There, Stierwalt explained that even small upgrades such as cupboard latches can actually be critical for improving the building’s potential usability after a large earthquake. Gruening — which opened in 1984 — was built to a “damage control” standard, meaning that everyone inside the building should be able to get out of the facility unharmed, Stierwalt said.
The highest standard — known as “immediate occupancy” — is what hospitals are built to, which means not only can they withstand a large quake, but they should usable in its aftermath. Once all the repairs and improvements are made to Gruening, Stierwalt said, the school will be both safe to occupy and more likely to be reopened quickly following a quake.
“It will be above damage control when all those three things are accomplished,” he said.
The final stop on the tour was the school’s gym. One rumor Stierwalt said he’s heard about the school is that its gym floor sank into the ground during the quake. That’s not the case. In fact, he said, the floor remains within new construction tolerances and characterized its slope as “really, really flat.”
Tour group members also got a chance to look at the damaged stairwell, which rather than being a collapsed mess of concrete is actually quite functional; Kennedy even walked up and down the slightly canted stairs herself as Stierwalt held a flashlight.
As the tour wound down, community members quizzed Roth further about the school repairs, asking in particular about the seeming high cost of the bond package. He responded by explaining the bond is a two-year package and said the district will actually retire $112 million in debt over the next two years.
If passed, the bond is expected to add about $12.50 per $100,000 of assessed property, the district has said.
Longtime resident Linda Landers said some people in the community are uneasy with the idea of shelling out more money and many are tired of seeing their taxes increase.
“They have a mentality they should have a rebate,” she said.
While it’s true the district could simply pay to repair the school to its pre-quake condition, Fenoseff said it’s far wiser from a fiscal standpoint to make repairs and improvements at once.
“We want to put together a school we don’t have to come back to in five or 10 or 20 years,” he said.
The cost to demolish Gruening is estimated at around $7 million. Tearing down and replacing the school would cost more than $75 million, the district has said.
Parent Tiffany Lund said another rumor she’s heard is that the district had to search for an engineering firm that would sign off on a plan to repair the building. Roth said that’s also untrue, and pointed out that the district has worked with Reid Middleton since 2013.
Stierwalt backed him up.
“They did not have to go looking for us,” he said.
Anchorage voters will decide on the bond package in April. Engineers said they aim to have a final repair plan in place in time for the bond’s passage in April.
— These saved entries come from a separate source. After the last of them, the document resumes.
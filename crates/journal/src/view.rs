//! Orchestrator for one journal-entries page visit.
//!
//! Owns the merged collection, the loading/error state, the date filter
//! inputs and the pager. Every run is stamped with a generation number;
//! a run that finishes after a newer one has started throws its results
//! away instead of overwriting the newer state.

use std::sync::atomic::{AtomicU64, Ordering};
use std::sync::{Mutex, MutexGuard, PoisonError};

use chrono::NaiveDate;
use serde::Serialize;

use crate::dates::{format_for_display, DateFilter, PLACEHOLDER};
use crate::error::JournalError;
use crate::fetch::{fetch_entries, last_failure, FetchMode, JournalSource};
use crate::merge::merge;
use crate::model::JournalEntry;
use crate::paginate::{page_slice, paginate, total_pages, PageView, Pager};
use crate::selection::Selection;

pub const DEFAULT_PAGE_SIZE: usize = 10;

#[derive(Debug, Clone, Copy, PartialEq, Eq, Serialize)]
#[serde(rename_all = "snake_case")]
pub enum ViewState {
    /// Nothing fetched: no run yet, or no accounts selected.
    Idle,
    Loading,
    Success,
    /// At least one account failed; the others are still displayed.
    PartialError,
}

/// What a call to [`JournalView::refresh`] ended up doing.
#[derive(Debug, Clone, Copy, PartialEq, Eq)]
pub enum RunStatus {
    /// Empty selection; no fetch attempted.
    NoAccounts,
    /// Results were installed into the view.
    Completed { entries: usize, failed_accounts: usize },
    /// A newer run started while this one was in flight; results dropped.
    Superseded,
}

/// One rendered table row.
#[derive(Debug, Clone, PartialEq, Eq, Serialize)]
pub struct JournalRow {
    pub id: String,
    pub date: String,
    pub number: String,
    pub status: String,
    pub account: String,
    pub created: String,
    pub modified: String,
}

/// Pager footer and banner state.
#[derive(Debug, Clone, PartialEq, Eq, Serialize)]
#[serde(rename_all = "camelCase")]
pub struct ViewSummary {
    pub state: ViewState,
    pub page: usize,
    pub total_pages: usize,
    pub total_entries: usize,
    pub can_previous: bool,
    pub can_next: bool,
    pub error: Option<String>,
}

impl ViewSummary {
    pub fn is_loading(&self) -> bool {
        self.state == ViewState::Loading
    }

    pub fn page_label(&self) -> String {
        format!("Page {} of {}", self.page, self.total_pages)
    }

    /// Text for an empty table body.
    pub fn empty_label(&self) -> &'static str {
        if self.is_loading() {
            "Loading..."
        } else {
            "No entries found"
        }
    }
}

struct ViewInner {
    state: ViewState,
    entries: Vec<JournalEntry>,
    error: Option<JournalError>,
    filter: DateFilter,
    pager: Pager,
}

pub struct JournalView<S> {
    source: S,
    selection: Selection,
    mode: FetchMode,
    generation: AtomicU64,
    inner: Mutex<ViewInner>,
}

impl<S: JournalSource> JournalView<S> {
    pub fn new(source: S, selection: Selection) -> Self {
        Self {
            source,
            selection,
            mode: FetchMode::default(),
            generation: AtomicU64::new(0),
            inner: Mutex::new(ViewInner {
                state: ViewState::Idle,
                entries: Vec::new(),
                error: None,
                filter: DateFilter::default(),
                pager: Pager::new(DEFAULT_PAGE_SIZE),
            }),
        }
    }

    pub fn with_mode(mut self, mode: FetchMode) -> Self {
        self.mode = mode;
        self
    }

    pub fn with_page_size(self, page_size: usize) -> Self {
        self.lock().pager = Pager::new(page_size);
        self
    }

    pub fn with_filter(self, filter: DateFilter) -> Self {
        self.lock().filter = filter;
        self
    }

    // -----------------------------------------------------------------------
    // Runs
    // -----------------------------------------------------------------------

    /// First run of a page visit: starts on page 1.
    pub fn mount(&self) -> RunStatus {
        self.lock().pager.reset();
        self.refresh()
    }

    /// Fetch every selected account, merge, and install the result.
    ///
    /// The page index is kept across runs; callers that want to jump back
    /// to the first page use [`JournalView::mount`].
    pub fn refresh(&self) -> RunStatus {
        if self.selection.is_empty() {
            let mut inner = self.lock();
            inner.state = ViewState::Idle;
            inner.entries.clear();
            inner.error = Some(JournalError::NoAccountsSelected);
            return RunStatus::NoAccounts;
        }

        let generation = self.generation.fetch_add(1, Ordering::SeqCst) + 1;
        let range = {
            let mut inner = self.lock();
            inner.state = ViewState::Loading;
            inner.error = None;
            inner.filter.effective_range()
        };

        let ids = self.selection.ids();
        let outcomes = fetch_entries(&self.source, &ids, &range, self.mode);
        let merged = merge(&outcomes);
        let error = last_failure(&outcomes);
        let failed_accounts = outcomes.iter().filter(|o| !o.is_ok()).count();

        let mut inner = self.lock();
        let current = self.generation.load(Ordering::SeqCst);
        if current != generation {
            log::warn!("discarding results of run {generation}; run {current} is newer");
            return RunStatus::Superseded;
        }

        let entries = merged.len();
        inner.state = if error.is_some() { ViewState::PartialError } else { ViewState::Success };
        inner.entries = merged;
        inner.error = error;
        RunStatus::Completed { entries, failed_accounts }
    }

    // -----------------------------------------------------------------------
    // Filter inputs
    // -----------------------------------------------------------------------

    pub fn filter(&self) -> DateFilter {
        self.lock().filter
    }

    pub fn set_use_from(&self, enabled: bool) {
        self.lock().filter.set_use_from(enabled);
    }

    pub fn set_use_to(&self, enabled: bool) {
        self.lock().filter.set_use_to(enabled);
    }

    pub fn set_from(&self, date: Option<NaiveDate>) {
        self.lock().filter.set_from(date);
    }

    pub fn set_to(&self, date: Option<NaiveDate>) {
        self.lock().filter.set_to(date);
    }

    // -----------------------------------------------------------------------
    // Navigation
    // -----------------------------------------------------------------------

    pub fn next_page(&self) {
        let mut inner = self.lock();
        let total = total_pages(inner.entries.len(), inner.pager.page_size());
        inner.pager.next(total);
    }

    pub fn previous_page(&self) {
        self.lock().pager.previous();
    }

    pub fn page(&self) -> usize {
        self.lock().pager.page()
    }

    pub fn total_pages(&self) -> usize {
        let inner = self.lock();
        total_pages(inner.entries.len(), inner.pager.page_size())
    }

    pub fn current_page(&self) -> PageView<JournalEntry> {
        let inner = self.lock();
        paginate(&inner.entries, inner.pager.page(), inner.pager.page_size())
    }
}

impl<S> JournalView<S> {
    pub fn selection(&self) -> &Selection {
        &self.selection
    }

    pub fn source(&self) -> &S {
        &self.source
    }

    fn lock(&self) -> MutexGuard<'_, ViewInner> {
        self.inner.lock().unwrap_or_else(PoisonError::into_inner)
    }

    pub fn state(&self) -> ViewState {
        self.lock().state
    }

    pub fn entries(&self) -> Vec<JournalEntry> {
        self.lock().entries.clone()
    }

    pub fn error(&self) -> Option<JournalError> {
        self.lock().error.clone()
    }

    pub fn error_message(&self) -> Option<String> {
        self.lock().error.as_ref().map(ToString::to_string)
    }

    /// Display name of a selected account, `-` when it is not selected.
    pub fn account_name(&self, id: &str) -> String {
        self.selection.name_of(id).unwrap_or(PLACEHOLDER).to_string()
    }

    /// The current page rendered as table rows.
    pub fn rows(&self) -> Vec<JournalRow> {
        let inner = self.lock();
        page_slice(&inner.entries, inner.pager.page(), inner.pager.page_size())
            .iter()
            .map(|entry| self.row(entry))
            .collect()
    }

    fn row(&self, entry: &JournalEntry) -> JournalRow {
        let fields = &entry.fields;
        let text = |v: &Option<String>| v.clone().unwrap_or_default();
        JournalRow {
            id: entry.id.clone(),
            date: format_for_display(fields.trandate.as_deref()),
            number: text(&fields.tranid),
            status: text(&fields.status),
            account: entry.account().map_or_else(|| PLACEHOLDER.to_string(), |id| self.account_name(id)),
            created: format_for_display(fields.createddate.as_deref()),
            modified: format_for_display(fields.lastmodifieddate.as_deref()),
        }
    }

    pub fn summary(&self) -> ViewSummary {
        let inner = self.lock();
        let total = total_pages(inner.entries.len(), inner.pager.page_size());
        ViewSummary {
            state: inner.state,
            page: inner.pager.page(),
            total_pages: total,
            total_entries: inner.entries.len(),
            can_previous: inner.pager.can_previous(),
            can_next: inner.pager.can_next(total),
            error: inner.error.as_ref().map(ToString::to_string),
        }
    }
}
If the money is approved, they said, work would begin immediately and it’s likely students would return to Gruening by the end of 2021.
If the bond fails, Holleman said, “there’s no clear way forward” for the school board, and Roth said he’s unsure what the district would do. Holleman also said he’s heard little opposition to the bond package — of which more than half would go to schools in Chugiak-Eagle River — “except what we’ve run up against in Chugiak-Eagle River.”
Roth said the district has worked hard to be open and honest with the public about Gruening’s condition. He pointed out that all the engineering reports are available online, and said a video of the walk-through tour would be posted online. He also said he’s confident the school — which his own daughter attended for two years — will be safer, more secure and even better looking once the project is complete.
“It’ll be much more appealing,” he said.
Roth said he hopes to hold more tours for people who want to get a firsthand look at the work being proposed for the school and the extent of the damage.